## Task description:
Each line of the data holding "background" should be found and copied.

=== Section Start ===

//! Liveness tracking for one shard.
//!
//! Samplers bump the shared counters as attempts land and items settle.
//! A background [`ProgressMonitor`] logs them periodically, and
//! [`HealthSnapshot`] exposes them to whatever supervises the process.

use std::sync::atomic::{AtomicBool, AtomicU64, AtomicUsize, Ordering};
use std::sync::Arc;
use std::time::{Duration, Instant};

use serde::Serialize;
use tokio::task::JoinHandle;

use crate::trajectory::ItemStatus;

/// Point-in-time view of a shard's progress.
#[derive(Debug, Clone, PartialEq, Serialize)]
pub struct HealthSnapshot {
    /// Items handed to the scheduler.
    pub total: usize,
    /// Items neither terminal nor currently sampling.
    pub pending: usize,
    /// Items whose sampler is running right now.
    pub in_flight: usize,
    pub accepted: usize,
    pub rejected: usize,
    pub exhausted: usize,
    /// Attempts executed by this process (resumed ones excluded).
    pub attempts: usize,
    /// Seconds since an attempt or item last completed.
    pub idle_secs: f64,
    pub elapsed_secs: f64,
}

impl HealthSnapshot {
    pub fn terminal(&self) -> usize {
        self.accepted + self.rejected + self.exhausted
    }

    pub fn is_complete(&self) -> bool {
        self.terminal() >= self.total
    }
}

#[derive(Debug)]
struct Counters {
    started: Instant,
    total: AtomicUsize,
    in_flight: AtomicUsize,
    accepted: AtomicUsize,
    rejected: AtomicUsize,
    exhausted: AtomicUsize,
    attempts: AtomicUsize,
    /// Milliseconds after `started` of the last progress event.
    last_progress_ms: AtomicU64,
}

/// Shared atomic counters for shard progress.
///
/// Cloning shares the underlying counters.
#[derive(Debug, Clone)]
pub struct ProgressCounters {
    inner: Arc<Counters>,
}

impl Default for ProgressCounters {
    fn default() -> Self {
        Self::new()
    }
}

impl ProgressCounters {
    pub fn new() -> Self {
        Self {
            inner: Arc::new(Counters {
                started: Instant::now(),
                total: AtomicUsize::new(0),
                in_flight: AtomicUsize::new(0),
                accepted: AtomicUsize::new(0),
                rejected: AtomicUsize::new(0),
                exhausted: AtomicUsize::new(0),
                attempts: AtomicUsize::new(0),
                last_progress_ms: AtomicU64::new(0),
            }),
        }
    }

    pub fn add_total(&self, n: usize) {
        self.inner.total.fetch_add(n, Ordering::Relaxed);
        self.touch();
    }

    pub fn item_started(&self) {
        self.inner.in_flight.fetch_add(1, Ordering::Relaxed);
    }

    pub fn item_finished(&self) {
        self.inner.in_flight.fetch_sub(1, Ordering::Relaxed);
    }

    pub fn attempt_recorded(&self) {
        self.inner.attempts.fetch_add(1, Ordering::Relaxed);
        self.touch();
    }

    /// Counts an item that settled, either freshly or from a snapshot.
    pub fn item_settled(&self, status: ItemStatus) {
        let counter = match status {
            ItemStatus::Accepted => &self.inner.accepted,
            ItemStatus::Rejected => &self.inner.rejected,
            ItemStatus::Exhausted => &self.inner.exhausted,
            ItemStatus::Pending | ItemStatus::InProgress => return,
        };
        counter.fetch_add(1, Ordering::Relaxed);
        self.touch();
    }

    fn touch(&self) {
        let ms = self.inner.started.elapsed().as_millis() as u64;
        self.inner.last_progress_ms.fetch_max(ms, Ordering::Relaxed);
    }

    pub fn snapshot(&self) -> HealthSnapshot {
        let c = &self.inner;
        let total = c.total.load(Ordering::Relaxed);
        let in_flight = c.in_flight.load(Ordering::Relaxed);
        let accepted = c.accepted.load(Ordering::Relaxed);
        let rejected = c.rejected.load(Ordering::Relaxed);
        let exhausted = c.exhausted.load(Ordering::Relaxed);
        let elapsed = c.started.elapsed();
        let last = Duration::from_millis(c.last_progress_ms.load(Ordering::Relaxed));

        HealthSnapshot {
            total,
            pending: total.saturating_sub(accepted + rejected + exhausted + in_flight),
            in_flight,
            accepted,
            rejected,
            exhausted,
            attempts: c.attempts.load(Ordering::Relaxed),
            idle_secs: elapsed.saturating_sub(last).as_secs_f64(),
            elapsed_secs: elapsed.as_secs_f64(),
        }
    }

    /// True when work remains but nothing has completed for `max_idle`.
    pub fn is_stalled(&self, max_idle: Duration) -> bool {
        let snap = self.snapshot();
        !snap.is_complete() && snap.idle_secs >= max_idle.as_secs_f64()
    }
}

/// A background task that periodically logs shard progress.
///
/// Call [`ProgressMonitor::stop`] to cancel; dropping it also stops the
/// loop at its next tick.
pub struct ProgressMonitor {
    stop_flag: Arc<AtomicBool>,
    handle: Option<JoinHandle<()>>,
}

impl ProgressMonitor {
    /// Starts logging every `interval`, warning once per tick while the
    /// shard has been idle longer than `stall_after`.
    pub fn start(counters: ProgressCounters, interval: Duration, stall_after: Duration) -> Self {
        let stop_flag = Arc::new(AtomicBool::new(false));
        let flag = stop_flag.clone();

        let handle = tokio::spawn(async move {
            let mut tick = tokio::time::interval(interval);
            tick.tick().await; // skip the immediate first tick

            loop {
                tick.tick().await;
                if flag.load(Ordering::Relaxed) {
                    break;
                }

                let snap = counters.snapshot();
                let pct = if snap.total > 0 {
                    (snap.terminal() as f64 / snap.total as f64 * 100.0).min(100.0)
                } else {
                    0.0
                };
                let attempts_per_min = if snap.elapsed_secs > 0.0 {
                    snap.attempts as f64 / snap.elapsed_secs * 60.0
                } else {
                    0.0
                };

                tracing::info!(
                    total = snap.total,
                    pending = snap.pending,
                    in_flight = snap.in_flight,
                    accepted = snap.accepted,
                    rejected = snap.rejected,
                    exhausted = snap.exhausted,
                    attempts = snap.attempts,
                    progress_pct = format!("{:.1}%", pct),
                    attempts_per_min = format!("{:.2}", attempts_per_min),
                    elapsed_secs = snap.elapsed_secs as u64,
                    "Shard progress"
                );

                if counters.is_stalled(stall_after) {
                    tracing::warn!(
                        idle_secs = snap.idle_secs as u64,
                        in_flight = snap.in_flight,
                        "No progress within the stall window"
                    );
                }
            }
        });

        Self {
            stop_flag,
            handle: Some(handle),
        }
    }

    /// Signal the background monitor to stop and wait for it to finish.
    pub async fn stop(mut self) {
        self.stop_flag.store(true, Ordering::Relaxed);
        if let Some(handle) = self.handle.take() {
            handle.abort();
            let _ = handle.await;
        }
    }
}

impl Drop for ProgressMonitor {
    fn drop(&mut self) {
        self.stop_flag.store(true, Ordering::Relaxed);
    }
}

=== Section End ===

## Result of the exercise:
//! A background [`ProgressMonitor`] logs them periodically, and
/// A background task that periodically logs shard progress.
    /// Signal the background monitor to stop and wait for it to finish.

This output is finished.